**EXERCISE REQUIREMENTS:**
Determine how many lines in the entries below contain "Result", and output only that number.
==== MATERIALS PROVIDED
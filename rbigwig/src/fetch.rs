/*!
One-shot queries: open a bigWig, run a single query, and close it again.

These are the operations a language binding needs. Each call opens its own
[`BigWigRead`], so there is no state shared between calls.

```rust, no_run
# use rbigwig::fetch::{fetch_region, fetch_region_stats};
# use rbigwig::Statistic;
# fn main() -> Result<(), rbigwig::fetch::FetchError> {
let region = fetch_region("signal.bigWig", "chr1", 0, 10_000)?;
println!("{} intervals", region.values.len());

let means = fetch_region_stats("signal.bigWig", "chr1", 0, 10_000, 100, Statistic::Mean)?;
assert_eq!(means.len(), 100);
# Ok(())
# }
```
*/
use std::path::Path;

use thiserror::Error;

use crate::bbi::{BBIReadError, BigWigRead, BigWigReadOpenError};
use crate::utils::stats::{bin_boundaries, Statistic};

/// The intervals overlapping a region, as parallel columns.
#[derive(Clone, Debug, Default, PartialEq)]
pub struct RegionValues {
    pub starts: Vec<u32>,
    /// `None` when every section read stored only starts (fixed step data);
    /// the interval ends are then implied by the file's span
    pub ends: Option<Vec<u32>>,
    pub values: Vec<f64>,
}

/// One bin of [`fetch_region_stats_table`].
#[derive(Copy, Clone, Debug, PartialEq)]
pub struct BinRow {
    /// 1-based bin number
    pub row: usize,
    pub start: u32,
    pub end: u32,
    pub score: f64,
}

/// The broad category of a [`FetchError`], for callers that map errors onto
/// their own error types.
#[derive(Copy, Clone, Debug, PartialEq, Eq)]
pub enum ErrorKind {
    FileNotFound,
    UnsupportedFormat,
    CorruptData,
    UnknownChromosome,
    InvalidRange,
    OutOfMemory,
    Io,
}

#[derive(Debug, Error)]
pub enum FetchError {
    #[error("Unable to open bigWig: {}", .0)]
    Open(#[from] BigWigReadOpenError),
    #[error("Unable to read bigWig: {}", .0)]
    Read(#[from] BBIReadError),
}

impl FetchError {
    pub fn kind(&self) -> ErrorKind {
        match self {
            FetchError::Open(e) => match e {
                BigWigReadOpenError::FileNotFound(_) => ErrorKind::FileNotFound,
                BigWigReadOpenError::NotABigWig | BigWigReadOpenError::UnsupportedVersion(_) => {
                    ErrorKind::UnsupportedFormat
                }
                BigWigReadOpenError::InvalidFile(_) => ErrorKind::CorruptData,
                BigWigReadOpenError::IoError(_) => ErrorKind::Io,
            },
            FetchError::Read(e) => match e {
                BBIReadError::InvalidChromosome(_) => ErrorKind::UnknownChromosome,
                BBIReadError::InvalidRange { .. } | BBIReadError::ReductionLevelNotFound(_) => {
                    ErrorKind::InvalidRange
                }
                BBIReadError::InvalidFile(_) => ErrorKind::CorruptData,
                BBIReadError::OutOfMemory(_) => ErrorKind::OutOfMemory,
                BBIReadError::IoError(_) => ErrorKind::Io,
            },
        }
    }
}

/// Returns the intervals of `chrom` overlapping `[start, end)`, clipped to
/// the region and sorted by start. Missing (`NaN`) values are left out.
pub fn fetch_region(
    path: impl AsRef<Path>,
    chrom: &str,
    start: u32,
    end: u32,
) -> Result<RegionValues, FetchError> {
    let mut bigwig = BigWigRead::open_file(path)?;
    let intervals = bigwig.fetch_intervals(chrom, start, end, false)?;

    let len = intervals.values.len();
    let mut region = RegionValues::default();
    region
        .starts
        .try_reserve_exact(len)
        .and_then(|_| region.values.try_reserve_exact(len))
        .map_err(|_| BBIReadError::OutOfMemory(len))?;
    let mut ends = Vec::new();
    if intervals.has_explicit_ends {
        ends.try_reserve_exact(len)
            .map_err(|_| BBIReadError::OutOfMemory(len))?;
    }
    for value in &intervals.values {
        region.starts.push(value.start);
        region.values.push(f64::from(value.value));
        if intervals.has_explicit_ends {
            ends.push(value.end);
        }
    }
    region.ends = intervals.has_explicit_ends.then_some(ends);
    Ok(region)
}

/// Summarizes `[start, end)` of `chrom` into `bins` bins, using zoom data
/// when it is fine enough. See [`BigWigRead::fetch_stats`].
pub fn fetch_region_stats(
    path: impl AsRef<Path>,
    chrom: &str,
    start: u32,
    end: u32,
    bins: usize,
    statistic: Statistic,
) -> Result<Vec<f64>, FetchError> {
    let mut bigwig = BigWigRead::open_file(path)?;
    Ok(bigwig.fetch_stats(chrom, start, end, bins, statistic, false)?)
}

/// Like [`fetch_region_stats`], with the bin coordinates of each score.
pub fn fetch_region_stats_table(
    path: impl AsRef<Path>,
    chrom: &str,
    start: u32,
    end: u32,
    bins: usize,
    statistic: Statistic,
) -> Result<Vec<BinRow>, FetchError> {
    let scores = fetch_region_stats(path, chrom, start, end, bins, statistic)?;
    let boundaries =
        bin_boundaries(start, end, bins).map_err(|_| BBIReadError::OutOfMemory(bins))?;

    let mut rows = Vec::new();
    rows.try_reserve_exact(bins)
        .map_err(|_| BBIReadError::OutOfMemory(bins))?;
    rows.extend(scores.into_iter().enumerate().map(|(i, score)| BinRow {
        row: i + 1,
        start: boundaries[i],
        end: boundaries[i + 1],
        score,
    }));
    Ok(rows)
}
========
**SOLUTION:**
4